//! Line diffs between manifest revisions.
//!
//! Both sides are rendered as YAML and compared with the `similar` crate
//! (Myers), grouped into hunks with three lines of context.

use similar::{Change, ChangeTag, DiffOp, DiffTag, TextDiff};

use khist_codec::to_yaml_string;
use khist_node::Node;

use crate::error::TimelineResult;
use crate::replay::ManifestRevision;

const CONTEXT_LINES: usize = 3;

/// The result of diffing two manifests.
#[derive(Clone, Debug, PartialEq, Eq)]
pub struct RevisionDiff {
    pub hunks: Vec<DiffHunk>,
    pub old_lines: usize,
    pub new_lines: usize,
}

impl RevisionDiff {
    pub fn is_empty(&self) -> bool {
        self.hunks.is_empty()
    }

    pub fn additions(&self) -> usize {
        self.hunks
            .iter()
            .flat_map(|h| &h.lines)
            .filter(|l| matches!(l, DiffLine::Added(_)))
            .count()
    }

    pub fn deletions(&self) -> usize {
        self.hunks
            .iter()
            .flat_map(|h| &h.lines)
            .filter(|l| matches!(l, DiffLine::Removed(_)))
            .count()
    }
}

/// A contiguous region of changes. Starts are 1-based.
#[derive(Clone, Debug, PartialEq, Eq)]
pub struct DiffHunk {
    pub old_start: usize,
    pub old_count: usize,
    pub new_start: usize,
    pub new_count: usize,
    pub lines: Vec<DiffLine>,
}

impl DiffHunk {
    /// Unified-diff style header, e.g. `@@ -3,4 +3,5 @@`.
    pub fn header(&self) -> String {
        format!(
            "@@ -{},{} +{},{} @@",
            self.old_start, self.old_count, self.new_start, self.new_count
        )
    }
}

#[derive(Clone, Debug, PartialEq, Eq)]
pub enum DiffLine {
    Context(String),
    Added(String),
    Removed(String),
}

/// Diff two manifests. An absent manifest renders as no lines.
pub fn diff_manifests(old: Option<&Node>, new: Option<&Node>) -> TimelineResult<RevisionDiff> {
    let old_text = render(old)?;
    let new_text = render(new)?;
    Ok(diff_text(&old_text, &new_text))
}

pub fn diff_revisions(
    old: &ManifestRevision,
    new: &ManifestRevision,
) -> TimelineResult<RevisionDiff> {
    if old.digest == new.digest {
        let lines = render(new.manifest.as_ref())?.lines().count();
        return Ok(RevisionDiff {
            hunks: Vec::new(),
            old_lines: lines,
            new_lines: lines,
        });
    }
    diff_manifests(old.manifest.as_ref(), new.manifest.as_ref())
}

fn render(manifest: Option<&Node>) -> TimelineResult<String> {
    Ok(match manifest {
        Some(node) => to_yaml_string(node)?,
        None => String::new(),
    })
}

fn diff_text(old: &str, new: &str) -> RevisionDiff {
    let text_diff = TextDiff::from_lines(old, new);
    let hunks = text_diff
        .grouped_ops(CONTEXT_LINES)
        .iter()
        .filter(|group| group.iter().any(|op| op.tag() != DiffTag::Equal))
        .filter_map(|group| hunk(&text_diff, group))
        .collect();
    RevisionDiff {
        hunks,
        old_lines: old.lines().count(),
        new_lines: new.lines().count(),
    }
}

/// One hunk per op group. The ranges span from the first op to the last, so
/// the counts include leading and trailing context.
fn hunk(text_diff: &TextDiff<'_, '_, '_, str>, group: &[DiffOp]) -> Option<DiffHunk> {
    let (first, last) = (group.first()?, group.last()?);
    let old = first.old_range().start..last.old_range().end;
    let new = first.new_range().start..last.new_range().end;
    Some(DiffHunk {
        old_start: old.start + 1,
        old_count: old.len(),
        new_start: new.start + 1,
        new_count: new.len(),
        lines: group
            .iter()
            .flat_map(|op| text_diff.iter_changes(op))
            .map(DiffLine::from)
            .collect(),
    })
}

impl From<Change<&str>> for DiffLine {
    fn from(change: Change<&str>) -> Self {
        let text = change.value().trim_end_matches('\n').to_string();
        match change.tag() {
            ChangeTag::Equal => DiffLine::Context(text),
            ChangeTag::Delete => DiffLine::Removed(text),
            ChangeTag::Insert => DiffLine::Added(text),
        }
    }
}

****************

▶ [WORK TO COMPLETE]: The full set of entries has to be duplicated precisely.

▶ [OUTPUT FOR THIS EXERCISE]:
//! Line diffs between manifest revisions.
//!
//! Both sides are rendered as YAML and compared with the `similar` crate
//! (Myers), grouped into hunks with three lines of context.

use similar::{Change, ChangeTag, DiffOp, DiffTag, TextDiff};

use khist_codec::to_yaml_string;
use khist_node::Node;

use crate::error::TimelineResult;
use crate::replay::ManifestRevision;

const CONTEXT_LINES: usize = 3;

/// The result of diffing two manifests.
#[derive(Clone, Debug, PartialEq, Eq)]
pub struct RevisionDiff {
    pub hunks: Vec<DiffHunk>,
    pub old_lines: usize,
    pub new_lines: usize,
}

impl RevisionDiff {
    pub fn is_empty(&self) -> bool {
        self.hunks.is_empty()
    }

    pub fn additions(&self) -> usize {
        self.hunks
            .iter()
            .flat_map(|h| &h.lines)
            .filter(|l| matches!(l, DiffLine::Added(_)))
            .count()
    }

    pub fn deletions(&self) -> usize {
        self.hunks
            .iter()
            .flat_map(|h| &h.lines)
            .filter(|l| matches!(l, DiffLine::Removed(_)))
            .count()
    }
}

/// A contiguous region of changes. Starts are 1-based.
#[derive(Clone, Debug, PartialEq, Eq)]
pub struct DiffHunk {
    pub old_start: usize,
    pub old_count: usize,
    pub new_start: usize,
    pub new_count: usize,
    pub lines: Vec<DiffLine>,
}

impl DiffHunk {
    /// Unified-diff style header, e.g. `@@ -3,4 +3,5 @@`.
    pub fn header(&self) -> String {
        format!(
            "@@ -{},{} +{},{} @@",
            self.old_start, self.old_count, self.new_start, self.new_count
        )
    }
}

#[derive(Clone, Debug, PartialEq, Eq)]
pub enum DiffLine {
    Context(String),
    Added(String),
    Removed(String),
}

/// Diff two manifests. An absent manifest renders as no lines.
pub fn diff_manifests(old: Option<&Node>, new: Option<&Node>) -> TimelineResult<RevisionDiff> {
    let old_text = render(old)?;
    let new_text = render(new)?;
    Ok(diff_text(&old_text, &new_text))
}

pub fn diff_revisions(
    old: &ManifestRevision,
    new: &ManifestRevision,
) -> TimelineResult<RevisionDiff> {
    if old.digest == new.digest {
        let lines = render(new.manifest.as_ref())?.lines().count();
        return Ok(RevisionDiff {
            hunks: Vec::new(),
            old_lines: lines,
            new_lines: lines,
        });
    }
    diff_manifests(old.manifest.as_ref(), new.manifest.as_ref())
}

fn render(manifest: Option<&Node>) -> TimelineResult<String> {
    Ok(match manifest {
        Some(node) => to_yaml_string(node)?,
        None => String::new(),
    })
}

fn diff_text(old: &str, new: &str) -> RevisionDiff {
    let text_diff = TextDiff::from_lines(old, new);
    let hunks = text_diff
        .grouped_ops(CONTEXT_LINES)
        .iter()
        .filter(|group| group.iter().any(|op| op.tag() != DiffTag::Equal))
        .filter_map(|group| hunk(&text_diff, group))
        .collect();
    RevisionDiff {
        hunks,
        old_lines: old.lines().count(),
        new_lines: new.lines().count(),
    }
}

/// One hunk per op group. The ranges span from the first op to the last, so
/// the counts include leading and trailing context.
fn hunk(text_diff: &TextDiff<'_, '_, '_, str>, group: &[DiffOp]) -> Option<DiffHunk> {
    let (first, last) = (group.first()?, group.last()?);
    let old = first.old_range().start..last.old_range().end;
    let new = first.new_range().start..last.new_range().end;
    Some(DiffHunk {
        old_start: old.start + 1,
        old_count: old.len(),
        new_start: new.start + 1,
        new_count: new.len(),
        lines: group
            .iter()
            .flat_map(|op| text_diff.iter_changes(op))
            .map(DiffLine::from)
            .collect(),
    })
}

impl From<Change<&str>> for DiffLine {
    fn from(change: Change<&str>) -> Self {
        let text = change.value().trim_end_matches('\n').to_string();
        match change.tag() {
            ChangeTag::Equal => DiffLine::Context(text),
            ChangeTag::Delete => DiffLine::Removed(text),
            ChangeTag::Insert => DiffLine::Added(text),
        }
    }
}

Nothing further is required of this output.